From the Guidelines
The half-life of topical bioidentical progesterone concentrations is not explicitly stated in the provided evidence, but based on general knowledge, it is approximately 24-48 hours in the bloodstream after application to the skin. When applied topically, progesterone cream is absorbed through the skin, enters the bloodstream, and distributes to target tissues.
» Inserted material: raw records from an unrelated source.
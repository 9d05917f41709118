// Configuration module
// Public interface for configuration loading

pub mod constants;
mod loader;
mod settings;

pub use loader::{
    apply_ollama_host, default_config_path, load_config, load_config_from_path,
    write_default_config,
};
pub use settings::{BackendSettings, Config, RunSettings};
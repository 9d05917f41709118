// Survey batch driver
//
// Reads `{"survey": [{"question_number": 1, "text": "..."}]}` and runs every
// item through its own refinement, writing `results_<N>.csv` per item.

use anyhow::{bail, Context, Result};
use futures::stream::{self, StreamExt};
use indicatif::{ProgressBar, ProgressStyle};
use serde::{Deserialize, Serialize};
use std::fmt;
use std::path::{Path, PathBuf};
use std::sync::Arc;

use super::export::save_csv;
use crate::backend::Backend;
use crate::refinement::{refine, RefinementRequest, Trace};

/// Question identifier; surveys use plain numbers or labels like "3b".
#[derive(Debug, Clone, PartialEq, Eq, Serialize, Deserialize)]
#[serde(untagged)]
pub enum QuestionId {
    Number(u64),
    Label(String),
}

impl QuestionId {
    /// Whether the id can stand in a file name inside the output directory.
    pub fn is_file_safe(&self) -> bool {
        match self {
            Self::Number(_) => true,
            Self::Label(label) => {
                !label.trim().is_empty()
                    && !label.contains("..")
                    && !label.chars().any(|c| matches!(c, '/' | '\\' | ':') || c.is_control())
            }
        }
    }
}

impl fmt::Display for QuestionId {
    fn fmt(&self, f: &mut fmt::Formatter<'_>) -> fmt::Result {
        match self {
            Self::Number(n) => write!(f, "{n}"),
            Self::Label(s) => f.write_str(s),
        }
    }
}

#[derive(Debug, Clone, PartialEq, Deserialize)]
pub struct SurveyItem {
    pub question_number: QuestionId,
    pub text: String,
}

#[derive(Debug, Clone, PartialEq, Deserialize)]
pub struct Survey {
    pub survey: Vec<SurveyItem>,
}

impl Survey {
    pub fn load(path: &Path) -> Result<Self> {
        let text = std::fs::read_to_string(path)
            .with_context(|| format!("Failed to read survey file {}", path.display()))?;
        Self::parse(&text).with_context(|| format!("Invalid survey file {}", path.display()))
    }

    pub fn parse(text: &str) -> Result<Self> {
        let survey: Self = serde_json::from_str(text)?;
        if let Some(item) = survey.survey.iter().find(|i| !i.question_number.is_file_safe()) {
            bail!(
                "question_number {:?} cannot be used in a result file name",
                item.question_number.to_string()
            );
        }
        Ok(survey)
    }
}

/// Output file for one question.
pub fn result_path(output_dir: &Path, question: &QuestionId) -> PathBuf {
    output_dir.join(format!("results_{question}.csv"))
}

#[derive(Debug, Clone, Copy)]
pub struct BatchOptions {
    /// Items refined concurrently
    pub jobs: usize,
    pub show_progress: bool,
}

impl Default for BatchOptions {
    fn default() -> Self {
        Self {
            jobs: 1,
            show_progress: true,
        }
    }
}

/// What happened to one survey item.
#[derive(Debug, Clone)]
pub struct ItemOutcome {
    pub question_number: QuestionId,
    pub path: PathBuf,
    pub iterations: usize,
    pub final_similarity: Option<f64>,
    /// Set when the refinement or the CSV write failed
    pub error: Option<String>,
}

impl ItemOutcome {
    pub fn succeeded(&self) -> bool {
        self.error.is_none()
    }
}

/// Refine every survey item and write one CSV per item into `output_dir`.
///
/// `template` supplies everything but the text. A failing item is logged and
/// its partial trace is still written; the batch carries on. Outcomes are
/// returned in survey order.
pub async fn run_survey(
    backend: Arc<dyn Backend>,
    template: &RefinementRequest,
    survey: Survey,
    output_dir: &Path,
    options: BatchOptions,
) -> Result<Vec<ItemOutcome>> {
    std::fs::create_dir_all(output_dir)
        .with_context(|| format!("Failed to create {}", output_dir.display()))?;

    let progress = if options.show_progress {
        let pb = ProgressBar::new(survey.survey.len() as u64);
        pb.set_style(
            ProgressStyle::default_bar()
                .template("[{elapsed_precise}] {bar:40.cyan/blue} {pos}/{len} {msg}")?
                .progress_chars("=>-"),
        );
        pb
    } else {
        ProgressBar::hidden()
    };

    let indexed: Vec<(usize, SurveyItem)> = survey.survey.into_iter().enumerate().collect();
    let mut outcomes: Vec<(usize, ItemOutcome)> = stream::iter(indexed)
        .map(|(index, item)| {
            let backend = backend.clone();
            let progress = progress.clone();
            let mut request = template.clone();
            request.text = item.text;
            async move {
                progress.set_message(format!("question {}", item.question_number));
                let outcome =
                    run_item(backend, &request, item.question_number, output_dir).await;
                progress.inc(1);
                (index, outcome)
            }
        })
        .buffer_unordered(options.jobs.max(1))
        .collect()
        .await;

    progress.finish_and_clear();
    outcomes.sort_by_key(|(index, _)| *index);
    Ok(outcomes.into_iter().map(|(_, outcome)| outcome).collect())
}

async fn run_item(
    backend: Arc<dyn Backend>,
    request: &RefinementRequest,
    question_number: QuestionId,
    output_dir: &Path,
) -> ItemOutcome {
    let path = result_path(output_dir, &question_number);

    let (trace, mut error) = match refine(backend, request).await {
        Ok(trace) => (trace, None),
        Err(failure) => {
            tracing::warn!(
                question = %question_number,
                kind = failure.error.kind(),
                error = %failure.error,
                completed = failure.trace.len(),
                "Survey item failed"
            );
            let message = failure.error.to_string();
            (failure.trace, Some(message))
        }
    };

    if let Err(e) = save_csv(&trace, &path) {
        tracing::warn!(question = %question_number, error = %e, "Could not write results");
        error.get_or_insert_with(|| format!("{e:#}"));
    }

    log_item(&question_number, &trace);

    ItemOutcome {
        question_number,
        path,
        iterations: trace.len(),
        final_similarity: trace.final_similarity(),
        error,
    }
}

fn log_item(question: &QuestionId, trace: &Trace) {
    tracing::info!(
        question = %question,
        iterations = trace.len(),
        similarity = trace.final_similarity().unwrap_or(0.0),
        "Survey item done"
    );
}
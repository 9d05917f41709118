// Generation / embedding backends
//
// The refinement core only ever talks to a `Backend`. The shipped
// implementation is an Ollama HTTP client; tests plug in scripted ones.

use async_trait::async_trait;

use crate::errors::AgentResult;

pub mod ollama;
pub mod types;

pub use ollama::OllamaBackend;
pub use types::{GenerateRequest, SamplingOptions};

/// Trait for model backends
///
/// Every call is a single request/response exchange with no retries. Timeouts
/// are the implementation's responsibility.
#[async_trait]
pub trait Backend: Send + Sync {
    /// Complete `request.prompt` with `request.model` and return the raw text.
    async fn generate(&self, request: &GenerateRequest) -> AgentResult<String>;

    /// Embed `input` with `model` and return the first embedding vector.
    async fn embed(&self, model: &str, input: &str) -> AgentResult<Vec<f32>>;

    /// Whether `model` is present on the backend.
    async fn show(&self, model: &str) -> AgentResult<bool>;

    /// Ask the backend to provision `model`.
    async fn pull(&self, model: &str) -> AgentResult<()>;

    /// Backend name for log lines (e.g. "ollama")
    fn name(&self) -> &str;
}
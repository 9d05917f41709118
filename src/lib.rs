// Backtranslate - round-trip translation refinement over local LLMs
// Library exports

pub mod agent;
pub mod backend;
pub mod cli;
pub mod config;
pub mod errors;
pub mod logging;
pub mod refinement;
pub mod report;

pub use agent::{Agent, AgentProfile, Evaluation, Role, RoleAgent};
pub use backend::{Backend, OllamaBackend};
pub use errors::{AgentError, AgentResult};
pub use refinement::{refine, IterationRecord, LoopFailure, RefinementRequest, RoleModels, Trace};
// Configuration loader
// Loads settings from --config, $BACKTRANSLATE_CONFIG or ~/.backtranslate/config.toml

use anyhow::{bail, Context, Result};
use std::fs;
use std::path::{Path, PathBuf};

use super::constants::*;
use super::settings::Config;

/// Load configuration.
///
/// An explicit path (argument or environment variable) must exist. The
/// default location is optional: when it is missing, built-in defaults are
/// used, since a local Ollama needs no credentials.
pub fn load_config(explicit: Option<&Path>) -> Result<Config> {
    let env_path = std::env::var(CONFIG_ENV_VAR)
        .ok()
        .filter(|p| !p.trim().is_empty())
        .map(PathBuf::from);

    let mut config = match explicit.map(Path::to_path_buf).or(env_path) {
        Some(path) => load_config_from_path(&path)?,
        None => match default_config_path() {
            Some(path) if path.exists() => load_config_from_path(&path)?,
            _ => {
                tracing::debug!("No config file found, using defaults");
                Config::default()
            }
        },
    };

    apply_ollama_host(&mut config, std::env::var(OLLAMA_HOST_ENV_VAR).ok());

    config
        .validate()
        .context("Configuration validation failed")?;

    Ok(config)
}

/// Parse a config file. Does not apply environment overrides or validate.
pub fn load_config_from_path(path: &Path) -> Result<Config> {
    if !path.exists() {
        bail!("Configuration file not found: {}", path.display());
    }
    let contents = fs::read_to_string(path)
        .with_context(|| format!("Failed to read config: {}", path.display()))?;
    let config: Config = toml::from_str(&contents)
        .with_context(|| format!("Failed to parse config: {}", path.display()))?;
    tracing::debug!(path = %path.display(), "Loaded config");
    Ok(config)
}

/// `~/.backtranslate/config.toml`, if a home directory exists.
pub fn default_config_path() -> Option<PathBuf> {
    dirs::home_dir().map(|home| home.join(CONFIG_DIR_NAME).join(CONFIG_FILE_NAME))
}

/// Apply an `OLLAMA_HOST`-style override.
///
/// Ollama accepts a bare `host:port`; a scheme is added when missing.
pub fn apply_ollama_host(config: &mut Config, host: Option<String>) {
    let Some(host) = host.map(|h| h.trim().to_string()).filter(|h| !h.is_empty()) else {
        return;
    };
    config.backend.base_url = if host.contains("://") {
        host
    } else {
        format!("http://{host}")
    };
}

/// Write a default config file to `path`.
///
/// Refuses to overwrite an existing file unless `force` is set.
pub fn write_default_config(path: &Path, force: bool) -> Result<PathBuf> {
    if path.exists() && !force {
        bail!(
            "Config already exists: {} (use --force to overwrite)",
            path.display()
        );
    }
    if let Some(parent) = path.parent() {
        fs::create_dir_all(parent)
            .with_context(|| format!("Failed to create config dir: {}", parent.display()))?;
    }

    let body = toml::to_string_pretty(&Config::default()).context("Failed to render config")?;
    let text = format!("{DEFAULT_CONFIG_HEADER}\n{body}");
    fs::write(path, text).with_context(|| format!("Failed to write config: {}", path.display()))?;

    Ok(path.to_path_buf())
}

const DEFAULT_CONFIG_HEADER: &str = "\
# backtranslate configuration
#
# [backend]   Ollama endpoint and timeouts (OLLAMA_HOST overrides base_url)
# [sampling]  temperature / top_p / max_tokens for every role
# [models]    model id for the forward, backward and judge roles
# [run]       languages, expertise, base guidance, iteration budget
#             convergence_epsilon = 0.0 stops early only on an exact 1.0
# [reasoning] markers wrapping inline deliberation to strip from answers
";
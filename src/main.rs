// Backtranslate - main entry point

use anyhow::Result;
use clap::Parser;
use std::process::ExitCode;

use backtranslate::cli::{execute, Cli};
use backtranslate::logging::init_tracing;

#[tokio::main]
async fn main() -> Result<ExitCode> {
    let cli = Cli::parse();

    // Initialize tracing
    init_tracing(cli.verbose);

    execute(cli).await
}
The relatively long half-life allows for once or twice daily dosing regimens, typically 20-40 mg per application depending on the specific formulation and clinical indication.
- Absorption rates can vary based on application site, with thinner skin areas like the inner wrists, inner arms, or neck providing better absorption than thicker skin areas.
- The lipophilic nature of progesterone allows it to be stored in adipose tissue, which contributes to its extended half-life compared to oral administration 1.
- This storage effect creates a reservoir that helps maintain more stable hormone levels over time.
- Factors that can affect the half-life include individual metabolism, skin thickness, blood flow to the application site, and the specific carrier base used in the formulation.
- For optimal effectiveness, it's essential to rotate application sites and follow a consistent application schedule, as noted in the context of menopausal hormone therapy 1.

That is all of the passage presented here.